[Dataset entries]
►
//! Prometheus metrics for timeline-service.
//!
//! Exposes feed and interaction collectors plus the `/metrics` handler.

use actix_web::HttpResponse;
use prometheus::{Encoder, TextEncoder};

pub mod feed;

/// Actix handler that renders Prometheus metrics in text format.
pub async fn serve_metrics() -> HttpResponse {
    let encoder = TextEncoder::new();
    let metric_families = prometheus::gather();

    let mut buffer = Vec::new();
    if let Err(err) = encoder.encode(&metric_families, &mut buffer) {
        tracing::error!(error = %err, "Failed to encode metrics");
        return HttpResponse::InternalServerError().body(err.to_string());
    }

    HttpResponse::Ok()
        .content_type(encoder.format_type())
        .body(buffer)
}
#![allow(dead_code)]

use std::sync::Arc;

use actix_web::{dev::ServiceResponse, test, web};
use chrono::{DateTime, Duration, Utc};
use serde_json::Value;
use uuid::Uuid;

use timeline_service::db::MemoryStore;
use timeline_service::models::{Post, User};
use timeline_service::{AppState, FeedConfig};

/// Build the routed app over `$store` (an `Arc<MemoryStore>`).
macro_rules! spawn_app {
    ($store:expr) => {
        actix_web::test::init_service(
            actix_web::App::new()
                .app_data($crate::common::state($store))
                .configure(timeline_service::handlers::configure),
        )
        .await
    };
}

pub fn state(store: Arc<MemoryStore>) -> web::Data<AppState> {
    web::Data::new(AppState::new(store, FeedConfig::default()))
}

/// An hour ago; seeded posts count forward from here one second apart
pub fn base_time() -> DateTime<Utc> {
    Utc::now() - Duration::hours(1)
}

pub async fn seed_posts(store: &MemoryStore, author: &User, count: i64) -> Vec<Post> {
    let base = base_time();
    let mut posts = Vec::new();
    for i in 0..count {
        posts.push(
            store
                .insert_post(
                    author.id,
                    Some(&format!("{} post {i}", author.username)),
                    None,
                    base + Duration::seconds(i),
                )
                .await,
        );
    }
    posts
}

pub async fn body(resp: ServiceResponse) -> Value {
    test::read_body_json(resp).await
}

pub fn ids(items: &Value) -> Vec<Uuid> {
    items
        .as_array()
        .map(|a| {
            a.iter()
                .filter_map(|item| item["id"].as_str())
                .filter_map(|id| Uuid::parse_str(id).ok())
                .collect()
        })
        .unwrap_or_default()
}

pub fn author_ids(items: &Value) -> Vec<Uuid> {
    items
        .as_array()
        .map(|a| {
            a.iter()
                .filter_map(|item| item["userId"].as_str())
                .filter_map(|id| Uuid::parse_str(id).ok())
                .collect()
        })
        .unwrap_or_default()
}

pub fn actor(user: &User) -> Value {
    serde_json::json!({ "userId": user.id })
}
◄
Restate the entries. Match them exactly.

//! Prometheus metrics for timeline-service.
//!
//! Exposes feed and interaction collectors plus the `/metrics` handler.

use actix_web::HttpResponse;
use prometheus::{Encoder, TextEncoder};

pub mod feed;

/// Actix handler that renders Prometheus metrics in text format.
pub async fn serve_metrics() -> HttpResponse {
    let encoder = TextEncoder::new();
    let metric_families = prometheus::gather();

    let mut buffer = Vec::new();
    if let Err(err) = encoder.encode(&metric_families, &mut buffer) {
        tracing::error!(error = %err, "Failed to encode metrics");
        return HttpResponse::InternalServerError().body(err.to_string());
    }

    HttpResponse::Ok()
        .content_type(encoder.format_type())
        .body(buffer)
}
#![allow(dead_code)]

use std::sync::Arc;

use actix_web::{dev::ServiceResponse, test, web};
use chrono::{DateTime, Duration, Utc};
use serde_json::Value;
use uuid::Uuid;

use timeline_service::db::MemoryStore;
use timeline_service::models::{Post, User};
use timeline_service::{AppState, FeedConfig};

/// Build the routed app over `$store` (an `Arc<MemoryStore>`).
macro_rules! spawn_app {
    ($store:expr) => {
        actix_web::test::init_service(
            actix_web::App::new()
                .app_data($crate::common::state($store))
                .configure(timeline_service::handlers::configure),
        )
        .await
    };
}

pub fn state(store: Arc<MemoryStore>) -> web::Data<AppState> {
    web::Data::new(AppState::new(store, FeedConfig::default()))
}

/// An hour ago; seeded posts count forward from here one second apart
pub fn base_time() -> DateTime<Utc> {
    Utc::now() - Duration::hours(1)
}

pub async fn seed_posts(store: &MemoryStore, author: &User, count: i64) -> Vec<Post> {
    let base = base_time();
    let mut posts = Vec::new();
    for i in 0..count {
        posts.push(
            store
                .insert_post(
                    author.id,
                    Some(&format!("{} post {i}", author.username)),
                    None,
                    base + Duration::seconds(i),
                )
                .await,
        );
    }
    posts
}

pub async fn body(resp: ServiceResponse) -> Value {
    test::read_body_json(resp).await
}

pub fn ids(items: &Value) -> Vec<Uuid> {
    items
        .as_array()
        .map(|a| {
            a.iter()
                .filter_map(|item| item["id"].as_str())
                .filter_map(|id| Uuid::parse_str(id).ok())
                .collect()
        })
        .unwrap_or_default()
}

pub fn author_ids(items: &Value) -> Vec<Uuid> {
    items
        .as_array()
        .map(|a| {
            a.iter()
                .filter_map(|item| item["userId"].as_str())
                .filter_map(|id| Uuid::parse_str(id).ok())
                .collect()
        })
        .unwrap_or_default()
}

pub fn actor(user: &User) -> Value {
    serde_json::json!({ "userId": user.id })
}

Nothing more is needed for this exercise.